RECORDS FOR PROCESSING:
- Opening Delimiter -

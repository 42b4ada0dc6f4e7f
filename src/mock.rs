//! In-memory stand-in for the inference unit.
//!
//! Translations come from a fixed table keyed by (source, target, text); unknown text is echoed
//! back unchanged. Every allocation, model and batch goes through a shared [`Ledger`] so tests
//! can assert that nothing leaks.

use std::collections::{BTreeMap, HashMap};
use std::sync::{Arc, Mutex, MutexGuard};

use anyhow::{anyhow, bail};

use crate::protocol::{LanguageModelFiles, TranslationModelPayload};
use crate::unit::{
    BatchHandle, InferenceUnit, InferenceUnitLoader, MemoryHandle, ModelConstruction, ModelHandle,
    ResponseOptions,
};

/// A model-construction call as seen by the unit.
#[derive(Clone, Debug, PartialEq, Eq)]
pub struct Construction {
    pub source_language: String,
    pub target_language: String,
    pub config: String,
    pub vocab_count: usize,
    pub vocab_contents: Vec<Vec<u8>>,
    pub has_quality_model: bool,
}

enum BatchData {
    Messages(Vec<String>),
    Options(Vec<ResponseOptions>),
    Responses(Vec<(String, String)>),
}

#[derive(Default)]
struct LedgerState {
    next_id: u64,
    memory: HashMap<MemoryHandle, Vec<u8>>,
    allocations: Vec<(usize, usize)>,
    models: HashMap<ModelHandle, (String, String)>,
    constructions: Vec<Construction>,
    batches: HashMap<BatchHandle, BatchData>,
    batches_created: usize,
    direct_calls: usize,
    pivot_calls: usize,
    translated: Vec<String>,
    last_options: Option<ResponseOptions>,
    loads: usize,
}

impl LedgerState {
    fn next(&mut self) -> u64 {
        self.next_id += 1;
        self.next_id
    }
}

/// Shared accounting of everything the mock unit hands out.
#[derive(Clone, Default)]
pub struct Ledger(Arc<Mutex<LedgerState>>);

impl Ledger {
    fn lock(&self) -> MutexGuard<'_, LedgerState> {
        self.0.lock().unwrap_or_else(|e| e.into_inner())
    }

    /// `(byte_length, alignment)` of every allocation ever made.
    pub fn allocations(&self) -> Vec<(usize, usize)> {
        self.lock().allocations.clone()
    }

    pub fn memory_contents(&self, memory: MemoryHandle) -> Option<Vec<u8>> {
        self.lock().memory.get(&memory).cloned()
    }

    pub fn live_memory(&self) -> usize {
        self.lock().memory.len()
    }

    pub fn live_models(&self) -> usize {
        self.lock().models.len()
    }

    pub fn live_batches(&self) -> usize {
        self.lock().batches.len()
    }

    pub fn batches_created(&self) -> usize {
        self.lock().batches_created
    }

    pub fn constructions(&self) -> Vec<Construction> {
        self.lock().constructions.clone()
    }

    pub fn direct_calls(&self) -> usize {
        self.lock().direct_calls
    }

    pub fn pivot_calls(&self) -> usize {
        self.lock().pivot_calls
    }

    /// Source texts in the order the unit translated them.
    pub fn translated(&self) -> Vec<String> {
        self.lock().translated.clone()
    }

    pub fn last_options(&self) -> Option<ResponseOptions> {
        self.lock().last_options
    }

    /// Number of units instantiated by the loader.
    pub fn loads(&self) -> usize {
        self.lock().loads
    }
}

#[derive(Clone, Default)]
struct Behaviour {
    table: HashMap<(String, String), BTreeMap<String, String>>,
    fail_construction: bool,
    fail_translate_on: Option<String>,
    panic_translate_on: Option<String>,
}

/// Fake inference unit; see the module docs.
pub struct MockUnit {
    ledger: Ledger,
    behaviour: Behaviour,
}

impl MockUnit {
    fn lookup(&self, source: &str, target: &str, text: &str) -> String {
        self.behaviour
            .table
            .get(&(source.to_string(), target.to_string()))
            .and_then(|t| t.get(text))
            .cloned()
            .unwrap_or_else(|| text.to_string())
    }

    fn model_pair(&self, model: ModelHandle) -> anyhow::Result<(String, String)> {
        self.ledger
            .lock()
            .models
            .get(&model)
            .cloned()
            .ok_or_else(|| anyhow!("unknown model handle {model:?}"))
    }

    fn request(
        &self,
        messages: BatchHandle,
        options: BatchHandle,
    ) -> anyhow::Result<Vec<String>> {
        let mut state = self.ledger.lock();
        let texts = match state.batches.get(&messages) {
            Some(BatchData::Messages(t)) => t.clone(),
            _ => bail!("{messages:?} is not a message batch"),
        };
        let opts = match state.batches.get(&options) {
            Some(BatchData::Options(o)) => o.clone(),
            _ => bail!("{options:?} is not an options batch"),
        };
        if texts.len() != opts.len() {
            bail!("{} messages but {} options", texts.len(), opts.len());
        }
        if texts.is_empty() {
            bail!("empty batch");
        }
        state.last_options = opts.last().copied();
        state.translated.extend(texts.iter().cloned());
        drop(state);

        for text in &texts {
            if self.behaviour.panic_translate_on.as_deref() == Some(text.as_str()) {
                panic!("inference unit crashed on {text:?}");
            }
            if self.behaviour.fail_translate_on.as_deref() == Some(text.as_str()) {
                bail!("inference unit failed on {text:?}");
            }
        }
        Ok(texts)
    }

    fn store_responses(&self, responses: Vec<(String, String)>) -> BatchHandle {
        let mut state = self.ledger.lock();
        let handle = BatchHandle(state.next());
        state.batches.insert(handle, BatchData::Responses(responses));
        state.batches_created += 1;
        handle
    }

    fn response(&self, responses: BatchHandle, index: usize) -> anyhow::Result<(String, String)> {
        match self.ledger.lock().batches.get(&responses) {
            Some(BatchData::Responses(r)) => r
                .get(index)
                .cloned()
                .ok_or_else(|| anyhow!("response index {index} out of range")),
            _ => Err(anyhow!("{responses:?} is not a response batch")),
        }
    }
}

impl InferenceUnit for MockUnit {
    fn allocate(&self, byte_length: usize, alignment: usize) -> anyhow::Result<MemoryHandle> {
        if !alignment.is_power_of_two() {
            bail!("alignment {alignment} is not a power of two");
        }
        let mut state = self.ledger.lock();
        let handle = MemoryHandle(state.next());
        state.memory.insert(handle, vec![0u8; byte_length]);
        state.allocations.push((byte_length, alignment));
        Ok(handle)
    }

    fn write_memory(&self, memory: MemoryHandle, bytes: &[u8]) -> anyhow::Result<()> {
        let mut state = self.ledger.lock();
        let buf = state
            .memory
            .get_mut(&memory)
            .ok_or_else(|| anyhow!("unknown memory handle {memory:?}"))?;
        if bytes.len() > buf.len() {
            bail!("write of {} bytes into {} byte buffer", bytes.len(), buf.len());
        }
        buf[..bytes.len()].copy_from_slice(bytes);
        Ok(())
    }

    fn free_memory(&self, memory: MemoryHandle) {
        self.ledger.lock().memory.remove(&memory);
    }

    fn construct_model(&self, args: &ModelConstruction<'_>) -> anyhow::Result<ModelHandle> {
        if self.behaviour.fail_construction {
            bail!("model construction rejected");
        }
        let mut state = self.ledger.lock();
        for handle in [args.model, args.lex]
            .iter()
            .chain(args.vocabs.iter())
            .chain(args.quality_model.iter())
        {
            if !state.memory.contains_key(handle) {
                bail!("model construction with freed memory {handle:?}");
            }
        }
        let vocab_contents = args
            .vocabs
            .iter()
            .filter_map(|h| state.memory.get(h).cloned())
            .collect();
        state.constructions.push(Construction {
            source_language: args.source_language.to_string(),
            target_language: args.target_language.to_string(),
            config: args.config.to_string(),
            vocab_count: args.vocabs.len(),
            vocab_contents,
            has_quality_model: args.quality_model.is_some(),
        });
        let handle = ModelHandle(state.next());
        state.models.insert(
            handle,
            (args.source_language.to_string(), args.target_language.to_string()),
        );
        Ok(handle)
    }

    fn delete_model(&self, model: ModelHandle) {
        self.ledger.lock().models.remove(&model);
    }

    fn create_messages(&self, texts: &[&str]) -> anyhow::Result<BatchHandle> {
        let mut state = self.ledger.lock();
        let handle = BatchHandle(state.next());
        let texts = texts.iter().map(|t| t.to_string()).collect();
        state.batches.insert(handle, BatchData::Messages(texts));
        state.batches_created += 1;
        Ok(handle)
    }

    fn create_options(&self, options: &[ResponseOptions]) -> anyhow::Result<BatchHandle> {
        let mut state = self.ledger.lock();
        let handle = BatchHandle(state.next());
        state.batches.insert(handle, BatchData::Options(options.to_vec()));
        state.batches_created += 1;
        Ok(handle)
    }

    fn translate(
        &self,
        model: ModelHandle,
        messages: BatchHandle,
        options: BatchHandle,
    ) -> anyhow::Result<BatchHandle> {
        let (source, target) = self.model_pair(model)?;
        self.ledger.lock().direct_calls += 1;
        let texts = self.request(messages, options)?;
        let responses = texts
            .into_iter()
            .map(|t| (self.lookup(&source, &target, &t), t))
            .collect();
        Ok(self.store_responses(responses))
    }

    fn translate_via_pivot(
        &self,
        first: ModelHandle,
        second: ModelHandle,
        messages: BatchHandle,
        options: BatchHandle,
    ) -> anyhow::Result<BatchHandle> {
        let (source, pivot) = self.model_pair(first)?;
        let (second_source, target) = self.model_pair(second)?;
        if pivot != second_source {
            bail!("pivot mismatch: {source}->{pivot} then {second_source}->{target}");
        }
        self.ledger.lock().pivot_calls += 1;
        let texts = self.request(messages, options)?;
        let responses = texts
            .into_iter()
            .map(|t| {
                let intermediate = self.lookup(&source, &pivot, &t);
                (self.lookup(&pivot, &target, &intermediate), t)
            })
            .collect();
        Ok(self.store_responses(responses))
    }

    fn response_count(&self, responses: BatchHandle) -> anyhow::Result<usize> {
        match self.ledger.lock().batches.get(&responses) {
            Some(BatchData::Responses(r)) => Ok(r.len()),
            _ => Err(anyhow!("{responses:?} is not a response batch")),
        }
    }

    fn translated_text(&self, responses: BatchHandle, index: usize) -> anyhow::Result<String> {
        self.response(responses, index).map(|(translated, _)| translated)
    }

    fn original_text(&self, responses: BatchHandle, index: usize) -> anyhow::Result<String> {
        self.response(responses, index).map(|(_, original)| original)
    }

    fn delete_batch(&self, batch: BatchHandle) {
        self.ledger.lock().batches.remove(&batch);
    }
}

/// Loader producing [`MockUnit`]s that all report into one [`Ledger`].
#[derive(Clone, Default)]
pub struct MockLoader {
    ledger: Ledger,
    behaviour: Behaviour,
    reject_binary: bool,
    panic_on_load: bool,
}

impl MockLoader {
    pub fn with_translation(mut self, source: &str, target: &str, text: &str, translated: &str) -> Self {
        self.behaviour
            .table
            .entry((source.to_string(), target.to_string()))
            .or_default()
            .insert(text.to_string(), translated.to_string());
        self
    }

    pub fn fail_construction(mut self) -> Self {
        self.behaviour.fail_construction = true;
        self
    }

    /// Makes translate calls whose source text equals `text` return an error.
    pub fn fail_translate_on(mut self, text: &str) -> Self {
        self.behaviour.fail_translate_on = Some(text.to_string());
        self
    }

    /// Makes translate calls whose source text equals `text` panic, killing the worker.
    pub fn panic_translate_on(mut self, text: &str) -> Self {
        self.behaviour.panic_translate_on = Some(text.to_string());
        self
    }

    /// Makes every `load` fail as if the binary were not a valid module.
    pub fn reject_binary(mut self) -> Self {
        self.reject_binary = true;
        self
    }

    /// Makes every `load` panic, so the worker dies before it can answer `initialize`.
    pub fn panic_on_load(mut self) -> Self {
        self.panic_on_load = true;
        self
    }

    pub fn ledger(&self) -> Ledger {
        self.ledger.clone()
    }

    /// A unit sharing this loader's ledger, without going through `load`.
    pub fn unit(&self) -> Arc<dyn InferenceUnit> {
        Arc::new(MockUnit {
            ledger: self.ledger.clone(),
            behaviour: self.behaviour.clone(),
        })
    }
}

impl InferenceUnitLoader for MockLoader {
    fn load(&self, binary: &[u8]) -> anyhow::Result<Arc<dyn InferenceUnit>> {
        if self.panic_on_load {
            panic!("inference unit crashed while loading");
        }
        if self.reject_binary || !binary.starts_with(WASM_MAGIC) {
            bail!("Error loading Bergamot WASM module.");
        }
        self.ledger.lock().loads += 1;
        Ok(self.unit())
    }
}

pub const WASM_MAGIC: &[u8] = b"\0asm";

/// Minimal file set with a shared vocabulary.
pub fn model_files() -> LanguageModelFiles {
    LanguageModelFiles::new()
        .with("model", vec![0x4du8; 512])
        .with("lex", vec![0x4cu8; 96])
        .with("vocab", b"VOCAB".to_vec())
}

pub fn leg_payload(source: &str, target: &str) -> TranslationModelPayload {
    TranslationModelPayload {
        source_language: source.to_string(),
        target_language: target.to_string(),
        language_model_files: model_files(),
    }
}

/// A binary the mock loader accepts.
pub fn unit_binary() -> Vec<u8> {
    let mut bin = WASM_MAGIC.to_vec();
    bin.extend_from_slice(&[1, 0, 0, 0]);
    bin
}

- Closing Delimiter -

WHAT YOU NEED TO DO: Where the string "Makes" shows up in the listing above, copy the line that holds it.

OUTPUT FOR THIS TASK:
    /// Makes translate calls whose source text equals `text` return an error.
    /// Makes translate calls whose source text equals `text` panic, killing the worker.
    /// Makes every `load` fail as if the binary were not a valid module.
    /// Makes every `load` panic, so the worker dies before it can answer `initialize`.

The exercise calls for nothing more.